** Task goal **
Beneath this task are records; print exactly the stretch of them from the line with "every control word." through the line with "disable single-step mode.", both ends included.

** Data shown **
= = = = =

//! Narrow interface to a loaded model's runtime.
//!
//! A [`ModelApi`] is what the engine holds while a model is live. The real
//! implementation wraps symbols from a loaded library; tests substitute
//! scripted doubles. Control calls are issued from the controller thread;
//! the model reports back through [`RuntimeEvent`]s which may be enqueued
//! from the model's own execution thread(s) and are therefore delivered
//! over a channel, never by direct state mutation.

use crossbeam_channel::Sender;
use thiserror::Error;

use crate::abi::AbortReason;
use crate::engine::EngineEvent;
use crate::symbols::{IdentifierHandle, OperationHandle};

/// Callbacks from a running model.
#[derive(Clone, Debug)]
pub enum RuntimeEvent {
    /// The model began executing.
    Started,
    /// The model ran to completion.
    Finished,
    /// The model terminated abnormally.
    Aborted {
        reason: AbortReason,
        operation: Option<OperationHandle>,
    },
    /// The model halted at a safe point after a pause request.
    PausedOnUserRequest { operation: OperationHandle },
    /// The model halted at an instruction breakpoint or run-to target.
    PausedAtOperation { operation: OperationHandle },
    /// The model halted because a watched identifier was updated.
    PausedOnVariableUpdate {
        operation: OperationHandle,
        identifier: IdentifierHandle,
    },
    /// The model resumed after a pause.
    Resumed,
    /// The model produced a value on an output device.
    Output { device: usize, value: f64 },
}

impl RuntimeEvent {
    /// Short name for logging.
    pub fn type_name(&self) -> &'static str {
        match self {
            RuntimeEvent::Started => "Started",
            RuntimeEvent::Finished => "Finished",
            RuntimeEvent::Aborted { .. } => "Aborted",
            RuntimeEvent::PausedOnUserRequest { .. } => "PausedOnUserRequest",
            RuntimeEvent::PausedAtOperation { .. } => "PausedAtOperation",
            RuntimeEvent::PausedOnVariableUpdate { .. } => "PausedOnVariableUpdate",
            RuntimeEvent::Resumed => "Resumed",
            RuntimeEvent::Output { .. } => "Output",
        }
    }
}

/// Errors starting a model run.
#[derive(Error, Debug)]
pub enum ModelError {
    /// The model is already running.
    #[error("Model is already running")]
    AlreadyRunning,

    /// The model instance could not be created.
    #[error("Model instance creation failed")]
    CreateFailed,
}

/// Execution interface of a loaded model.
///
/// All methods are called from the controller thread. Implementations
/// must tolerate control calls arriving while the model's run thread is
/// executing; the generated runtime uses atomics for every control word.
pub trait ModelApi: Send {
    /// Begin execution. Events are delivered on `events`, possibly from a
    /// thread other than the caller's.
    fn start(&mut self, debug: bool, events: Sender<EngineEvent>) -> Result<(), ModelError>;

    /// Ask the model to pause at its next safe point.
    fn request_pause(&mut self);

    /// Resume a paused model.
    fn resume(&mut self);

    /// Ask the model to terminate.
    fn request_abort(&mut self);

    /// Set or clear an instruction breakpoint. Best-effort while running.
    fn set_instruction_breakpoint(&mut self, operation: OperationHandle, set: bool) -> bool;

    /// Install or clear the run-to target.
    fn set_run_to(&mut self, operation: Option<OperationHandle>);

    /// Enable or disable single-step mode.
    fn set_single_step(&mut self, on: bool);

    /// Arm or disarm a watchpoint on an identifier.
    fn set_variable_watch(&mut self, identifier: IdentifierHandle, set: bool) -> bool;

    /// Write a value into the model's memory. Only meaningful while the
    /// model is paused; the model rejects writes it cannot take.
    fn update_identifier(&mut self, identifier: IdentifierHandle, value: f64) -> bool;

    /// Read an identifier's current value.
    fn read_identifier(&self, identifier: IdentifierHandle) -> Option<f64>;
}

= = = = =

** Response for this exercise **
/// executing; the generated runtime uses atomics for every control word.
pub trait ModelApi: Send {
    /// Begin execution. Events are delivered on `events`, possibly from a
    /// thread other than the caller's.
    fn start(&mut self, debug: bool, events: Sender<EngineEvent>) -> Result<(), ModelError>;

    /// Ask the model to pause at its next safe point.
    fn request_pause(&mut self);

    /// Resume a paused model.
    fn resume(&mut self);

    /// Ask the model to terminate.
    fn request_abort(&mut self);

    /// Set or clear an instruction breakpoint. Best-effort while running.
    fn set_instruction_breakpoint(&mut self, operation: OperationHandle, set: bool) -> bool;

    /// Install or clear the run-to target.
    fn set_run_to(&mut self, operation: Option<OperationHandle>);

    /// Enable or disable single-step mode.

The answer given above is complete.